Morality Games's Avatar
 
Location: Iowa
Posts: 1,082
Quote:
Here is the reason why one's life is the standard of value and the 'ultimate' value of a person.
"grabs popcorn" Yay! Today I learn the meaning of life.

Quote:
The term 'value' presupposes the answer to the question: Value to whom and for what? "It presupposes an entity capable of acting to achieve a goal in the face of an alternative. Where no alternative exists, no goals and no values are possible."
So, individuals produce or adopt values to suit their desires, which as you phrase it amounts to accomplishing something nice and avoiding something unpleasant as a result.

Quote:
"Without an ultimate goal or end, there can be no lesser goals or means:
Living organisms are not computers waiting for Objectivism (or any other particular style of thinking) to program the appropriate algorithms so that they can function in real life. They are animals with egos, instincts, appetities, and in humanity's particular case, intellects.

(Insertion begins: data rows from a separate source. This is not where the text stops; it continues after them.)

use rand::SeedableRng;
use rand_chacha::ChaCha8Rng;
use wasm_bindgen::JsCast;
use wasm_bindgen::closure::Closure;
use web_sys::KeyboardEvent;
use yew::prelude::*;

use super::{
    game_over_overlay::GameOverOverlay, game_view::GameView, selection_view::SelectionView,
    toast::Toast,
};
use crate::config::GameConfig;
use crate::model::Direction;
use crate::state::damage::Severity;
use crate::state::{BrowserStore, EngineAction, EngineHandle, GameEngine};
use crate::util::timeout_ms;

pub type BrowserEngine = EngineHandle<BrowserStore, ChaCha8Rng>;

/// WASD and arrow keys.
pub fn key_direction(key: &str) -> Option<Direction> {
    match key {
        "w" | "W" | "ArrowUp" => Some(Direction::Up),
        "s" | "S" | "ArrowDown" => Some(Direction::Down),
        "a" | "A" | "ArrowLeft" => Some(Direction::Left),
        "d" | "D" | "ArrowRight" => Some(Direction::Right),
        _ => None,
    }
}

#[function_component(App)]
pub fn app() -> Html {
    let engine = use_reducer(|| {
        let config = GameConfig::load_embedded();
        let rng = ChaCha8Rng::seed_from_u64(js_sys::Date::now() as u64);
        BrowserEngine::new(GameEngine::load(BrowserStore::open(), rng, config))
    });
    let toast = use_state(|| None::<(String, Severity)>);

    // Surface the latest notification after each dispatch
    {
        let engine = engine.clone();
        let toast = toast.clone();
        use_effect_with(engine.version, move |_| {
            if let Some(last) = engine.drain_notifications().pop() {
                toast.set(Some((last.message(), last.severity())));
            }
            || ()
        });
    }
    // Deferred game over after lethal damage; never cancelled
    {
        let dispatcher = engine.dispatcher();
        let (scheduled, delay_ms) = {
            let eng = engine.engine();
            (eng.game_over_scheduled(), eng.config().game_over_delay_ms)
        };
        use_effect_with(scheduled, move |scheduled| {
            if *scheduled {
                if let Some(win) = web_sys::window() {
                    let cb = Closure::once_into_js(move || {
                        dispatcher.dispatch(EngineAction::GameOverDelayElapsed);
                    });
                    if win
                        .set_timeout_with_callback_and_timeout_and_arguments_0(cb.unchecked_ref(), timeout_ms(delay_ms))
                        .is_err()
                    {
                        tracing::warn!("failed to schedule game over");
                    }
                }
            }
            || ()
        });
    }
    // Keyboard move intents
    {
        let dispatcher = engine.dispatcher();
        use_effect_with((), move |_| {
            let window = web_sys::window();
            let keydown_cb = Closure::wrap(Box::new(move |e: KeyboardEvent| {
                if let Some(dir) = key_direction(&e.key()) {
                    e.prevent_default();
                    dispatcher.dispatch(EngineAction::Move(dir));
                }
            }) as Box<dyn FnMut(_)>);
            if let Some(win) = &window {
                win.add_event_listener_with_callback("keydown", keydown_cb.as_ref().unchecked_ref())
                    .ok();
            }
            move || {
                if let Some(win) = &window {
                    let _ = win.remove_event_listener_with_callback(
                        "keydown",
                        keydown_cb.as_ref().unchecked_ref(),
                    );
                }
                drop(keydown_cb);
            }
        });
    }

    let on_action = {
        let engine = engine.clone();
        Callback::from(move |action: EngineAction| engine.dispatch(action))
    };
    let close_toast = {
        let toast = toast.clone();
        Callback::from(move |_| toast.set(None))
    };
    let ack_game_over = {
        let engine = engine.clone();
        Callback::from(move |_| engine.dispatch(EngineAction::AcknowledgeGameOver))
    };

    let eng = engine.engine();
    let config = eng.config();
    let resistances = eng.resistances();
    let content = match eng.session() {
        Some(session) => html! { <GameView
            map={session.map().clone()}
            position={session.position}
            health={session.health}
            max_health={config.max_health}
            outcome={session.outcome}
            controls_locked={session.controls_locked}
            resistances={*session.resistances()}
            difficulty={eng.difficulty()}
            victory_heal={config.victory_heal}
            exp_reward={config.settings(eng.difficulty()).exp_reward}
            on_action={on_action.clone()}
        /> },
        None => html! { <SelectionView
            equipment={eng.equipment().clone()}
            selection={eng.selection().clone()}
            difficulty={eng.difficulty()}
            achievements={eng.achievements().clone()}
            map={eng.map().clone()}
            health={eng.health()}
            max_health={config.max_health}
            resistances={resistances}
            can_start={eng.can_start()}
            can_refresh={eng.can_refresh_map()}
            on_action={on_action.clone()}
        /> },
    };

    html! {
        <div id="root" style="min-height:100vh; background:#0d1117; color:#c9d1d9; font-family:sans-serif;">
            { content }
            <Toast message={(*toast).clone()} auto_hide_ms={config.toast_auto_hide_ms} on_close={close_toast} />
            <GameOverOverlay show={eng.game_over_prompt()} acknowledge={ack_game_over} />
        </div>
    }
}

#[cfg(test)]
mod tests {
    use super::*;

    #[test]
    fn keys_map_to_directions() {
        assert_eq!(key_direction("w"), Some(Direction::Up));
        assert_eq!(key_direction("ArrowLeft"), Some(Direction::Left));
        assert_eq!(key_direction("D"), Some(Direction::Right));
        assert_eq!(key_direction("s"), Some(Direction::Down));
        assert_eq!(key_direction("q"), None);
    }
}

They typically don't have ultimate goals or ends in mind (most likely not even in the nonconscious -- any information there doesn't seem to be concrete enough for that). They have immediate goals and ends in mind. They work toward these as effectively as can be done under the constraints of habit and other obstacles.

Quote:
"Without an ultimate goal or end, there can be no lesser goals or means: a series of means going off into an infinite progression toward a nonexistent end is a metaphysical and epistemological impossibility.
So Ayn Rand noticed people can do just about anything with fallacious logic and language. Okay. But they generally don't need an ultimate goal or end to keep things down to a limit (aka, avoid the nonexistent end). Saying they need one to avoid infinite progression toward nothingness is itself fallacious.

This because they have their nature. The fact they are a finite being with limited means and immediate desires will motivate them to keep their imaginings, for the most part, down to a useful few. How they use their power (including evaluating) is inseperably tied to what they are. The 'idea of ideas' championed by Rand and others, whatever its guise, is not necessary at all for a meaningful life.

Quote:
Metaphysically, life is the only phenomenon that is an end in itself: a value gained and kept by a constant process of action.
"pounds head" There is no such thing as an end in-itself, not life or anything else. Life is something beings feel to be desirable so they typically work to keep it. On the other hand, a man who just lost his entirely family in a car accident might suddenly find himself reasoning along a different standard.

''End' and 'in-itself' are human ideas -- the first refers to the image that the limit of an objective is about to be reached and 'in-itself' refers to the idea that an objective has its own features independent of my perceptions and is real because of them.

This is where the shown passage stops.